Dataset entries |
__________________________________________________

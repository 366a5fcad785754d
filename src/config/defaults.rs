//! Default values for configuration

use super::{BackoffPolicy, RateLimitPolicy, SourceConfig, UrlPatterns};

/// Default number of targets emitted per scheduler batch
pub fn default_batch_size() -> usize {
    8
}

/// Default delay between scheduler ticks (milliseconds)
pub fn default_tick_ms() -> u64 {
    2000
}

/// Default refresh interval for live matches (seconds)
pub fn default_live_refresh_secs() -> u64 {
    60
}

/// Default delay before a completed match gets its finalization re-fetch
pub fn default_finalize_after_secs() -> u64 {
    900
}

/// Default age after which a finalized entity is considered stale (1 day)
pub fn default_stale_after_secs() -> u64 {
    86_400
}

/// Default refresh interval for match listing pages
pub fn default_listing_refresh_secs() -> u64 {
    300
}

/// Default half-life for the age-based priority decay (hours)
pub fn default_decay_half_life_hours() -> f64 {
    24.0
}

/// Default per-attempt fetch timeout in seconds
pub fn default_fetch_timeout() -> u64 {
    30
}

/// Default number of immediate retries for transient fetch errors
pub fn default_fetch_max_retries() -> u32 {
    2
}

/// Default pause between immediate retries (milliseconds)
pub fn default_fetch_retry_delay_ms() -> u64 {
    500
}

/// Default user agent
pub fn default_user_agent() -> String {
    format!("vct-ingest/{} (esports stats archiver)", env!("CARGO_PKG_VERSION"))
}

/// Default wait after navigation for dynamic content (milliseconds)
pub fn default_render_wait_ms() -> u64 {
    1500
}

/// Default: plain HTTP fetching, headless browser opt-in
pub fn default_js_rendering() -> bool {
    false
}

/// Default number of retries before an unresolved record is orphaned
pub fn default_max_unresolved_attempts() -> u32 {
    5
}

/// Default spacing between counted retries of an unresolved record (seconds)
pub fn default_unresolved_retry_interval_secs() -> u64 {
    3600
}

/// Default source priority for the merge policy
pub fn default_source_priority() -> Vec<String> {
    vec!["vlr".to_string()]
}

/// Default concurrent workers per source
pub fn default_source_concurrency() -> usize {
    2
}

pub fn default_rate_limit() -> RateLimitPolicy {
    RateLimitPolicy {
        requests: 1,
        interval_secs: 2,
    }
}

pub fn default_retry_backoff() -> BackoffPolicy {
    BackoffPolicy {
        initial_ms: 2_000,
        multiplier: 2.0,
        max_ms: 600_000,
    }
}

/// Default sources: vlr.gg only
pub fn default_sources() -> Vec<SourceConfig> {
    vec![SourceConfig {
        id: "vlr".to_string(),
        base_url: "https://www.vlr.gg".to_string(),
        urls: UrlPatterns {
            match_list: "{base}/matches".to_string(),
            match_page: "{base}/{ref}".to_string(),
            team: "{base}/team/{ref}".to_string(),
            player: "{base}/player/{ref}".to_string(),
        },
        rate_limit: default_rate_limit(),
        retry_backoff: default_retry_backoff(),
        alias_table: None,
        concurrency: default_source_concurrency(),
    }]
}
//! Sources command implementation

use crate::config::{BackoffPolicy, Config, RateLimitPolicy};
use crate::error::Result;
use crate::store::{SourceStats, Store};
use serde::Serialize;

/// A configured source with what the store knows about it
#[derive(Debug, Clone, Serialize)]
pub struct SourceInfo {
    pub id: String,
    pub base_url: String,
    pub rate_limit: RateLimitPolicy,
    pub retry_backoff: BackoffPolicy,
    pub concurrency: usize,
    pub alias_table: Option<String>,
    pub stats: SourceStats,
}

pub async fn cmd_list_sources(config: &Config, store: &Store) -> Result<Vec<SourceInfo>> {
    let mut result = Vec::with_capacity(config.sources.len());
    for source in &config.sources {
        result.push(SourceInfo {
            id: source.id.clone(),
            base_url: source.base_url.clone(),
            rate_limit: source.rate_limit,
            retry_backoff: source.retry_backoff,
            concurrency: source.concurrency,
            alias_table: config
                .alias_table_path(source)
                .map(|p| p.display().to_string()),
            stats: store.get_source_stats(&source.id).await?,
        });
    }
    Ok(result)
}

/// Print sources list to console
pub fn print_sources(sources: &[SourceInfo]) {
    println!("\n🌐 Configured Sources\n");

    for source in sources {
        println!("• {} ({})", source.id, source.base_url);
        println!(
            "  Rate limit: {} req / {}s, {} workers",
            source.rate_limit.requests, source.rate_limit.interval_secs, source.concurrency
        );
        println!(
            "  Backoff: {}ms ×{} up to {}ms",
            source.retry_backoff.initial_ms,
            source.retry_backoff.multiplier,
            source.retry_backoff.max_ms
        );
        if let Some(path) = &source.alias_table {
            println!("  Aliases: {}", path);
        }
        let mapped = source
            .stats
            .mapped_ids
            .iter()
            .map(|(kind, n)| format!("{} {}", n, kind))
            .collect::<Vec<_>>()
            .join(", ");
        println!(
            "  Known: {}",
            if mapped.is_empty() { "nothing yet" } else { mapped.as_str() }
        );
        println!(
            "  Snapshots: {} (last {})",
            source.stats.snapshot_count,
            source.stats.last_fetched_at.as_deref().unwrap_or("never")
        );
        println!();
    }
}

__________________________________________________

WHAT IS EXPECTED |
Please retype all of the records above exactly as they are.

THE COMPLETED TASK |
repository 366a5fcad785754d
filename src/config/defaults.rs
//! Default values for configuration

use super::{BackoffPolicy, RateLimitPolicy, SourceConfig, UrlPatterns};

/// Default number of targets emitted per scheduler batch
pub fn default_batch_size() -> usize {
    8
}

/// Default delay between scheduler ticks (milliseconds)
pub fn default_tick_ms() -> u64 {
    2000
}

/// Default refresh interval for live matches (seconds)
pub fn default_live_refresh_secs() -> u64 {
    60
}

/// Default delay before a completed match gets its finalization re-fetch
pub fn default_finalize_after_secs() -> u64 {
    900
}

/// Default age after which a finalized entity is considered stale (1 day)
pub fn default_stale_after_secs() -> u64 {
    86_400
}

/// Default refresh interval for match listing pages
pub fn default_listing_refresh_secs() -> u64 {
    300
}

/// Default half-life for the age-based priority decay (hours)
pub fn default_decay_half_life_hours() -> f64 {
    24.0
}

/// Default per-attempt fetch timeout in seconds
pub fn default_fetch_timeout() -> u64 {
    30
}

/// Default number of immediate retries for transient fetch errors
pub fn default_fetch_max_retries() -> u32 {
    2
}

/// Default pause between immediate retries (milliseconds)
pub fn default_fetch_retry_delay_ms() -> u64 {
    500
}

/// Default user agent
pub fn default_user_agent() -> String {
    format!("vct-ingest/{} (esports stats archiver)", env!("CARGO_PKG_VERSION"))
}

/// Default wait after navigation for dynamic content (milliseconds)
pub fn default_render_wait_ms() -> u64 {
    1500
}

/// Default: plain HTTP fetching, headless browser opt-in
pub fn default_js_rendering() -> bool {
    false
}

/// Default number of retries before an unresolved record is orphaned
pub fn default_max_unresolved_attempts() -> u32 {
    5
}

/// Default spacing between counted retries of an unresolved record (seconds)
pub fn default_unresolved_retry_interval_secs() -> u64 {
    3600
}

/// Default source priority for the merge policy
pub fn default_source_priority() -> Vec<String> {
    vec!["vlr".to_string()]
}

/// Default concurrent workers per source
pub fn default_source_concurrency() -> usize {
    2
}

pub fn default_rate_limit() -> RateLimitPolicy {
    RateLimitPolicy {
        requests: 1,
        interval_secs: 2,
    }
}

pub fn default_retry_backoff() -> BackoffPolicy {
    BackoffPolicy {
        initial_ms: 2_000,
        multiplier: 2.0,
        max_ms: 600_000,
    }
}

/// Default sources: vlr.gg only
pub fn default_sources() -> Vec<SourceConfig> {
    vec![SourceConfig {
        id: "vlr".to_string(),
        base_url: "https://www.vlr.gg".to_string(),
        urls: UrlPatterns {
            match_list: "{base}/matches".to_string(),
            match_page: "{base}/{ref}".to_string(),
            team: "{base}/team/{ref}".to_string(),
            player: "{base}/player/{ref}".to_string(),
        },
        rate_limit: default_rate_limit(),
        retry_backoff: default_retry_backoff(),
        alias_table: None,
        concurrency: default_source_concurrency(),
    }]
}
//! Sources command implementation

use crate::config::{BackoffPolicy, Config, RateLimitPolicy};
use crate::error::Result;
use crate::store::{SourceStats, Store};
use serde::Serialize;

/// A configured source with what the store knows about it
#[derive(Debug, Clone, Serialize)]
pub struct SourceInfo {
    pub id: String,
    pub base_url: String,
    pub rate_limit: RateLimitPolicy,
    pub retry_backoff: BackoffPolicy,
    pub concurrency: usize,
    pub alias_table: Option<String>,
    pub stats: SourceStats,
}

pub async fn cmd_list_sources(config: &Config, store: &Store) -> Result<Vec<SourceInfo>> {
    let mut result = Vec::with_capacity(config.sources.len());
    for source in &config.sources {
        result.push(SourceInfo {
            id: source.id.clone(),
            base_url: source.base_url.clone(),
            rate_limit: source.rate_limit,
            retry_backoff: source.retry_backoff,
            concurrency: source.concurrency,
            alias_table: config
                .alias_table_path(source)
                .map(|p| p.display().to_string()),
            stats: store.get_source_stats(&source.id).await?,
        });
    }
    Ok(result)
}

/// Print sources list to console
pub fn print_sources(sources: &[SourceInfo]) {
    println!("\n🌐 Configured Sources\n");

    for source in sources {
        println!("• {} ({})", source.id, source.base_url);
        println!(
            "  Rate limit: {} req / {}s, {} workers",
            source.rate_limit.requests, source.rate_limit.interval_secs, source.concurrency
        );
        println!(
            "  Backoff: {}ms ×{} up to {}ms",
            source.retry_backoff.initial_ms,
            source.retry_backoff.multiplier,
            source.retry_backoff.max_ms
        );
        if let Some(path) = &source.alias_table {
            println!("  Aliases: {}", path);
        }
        let mapped = source
            .stats
            .mapped_ids
            .iter()
            .map(|(kind, n)| format!("{} {}", n, kind))
            .collect::<Vec<_>>()
            .join(", ");
        println!(
            "  Known: {}",
            if mapped.is_empty() { "nothing yet" } else { mapped.as_str() }
        );
        println!(
            "  Snapshots: {} (last {})",
            source.stats.snapshot_count,
            source.stats.last_fetched_at.as_deref().unwrap_or("never")
        );
        println!();
    }
}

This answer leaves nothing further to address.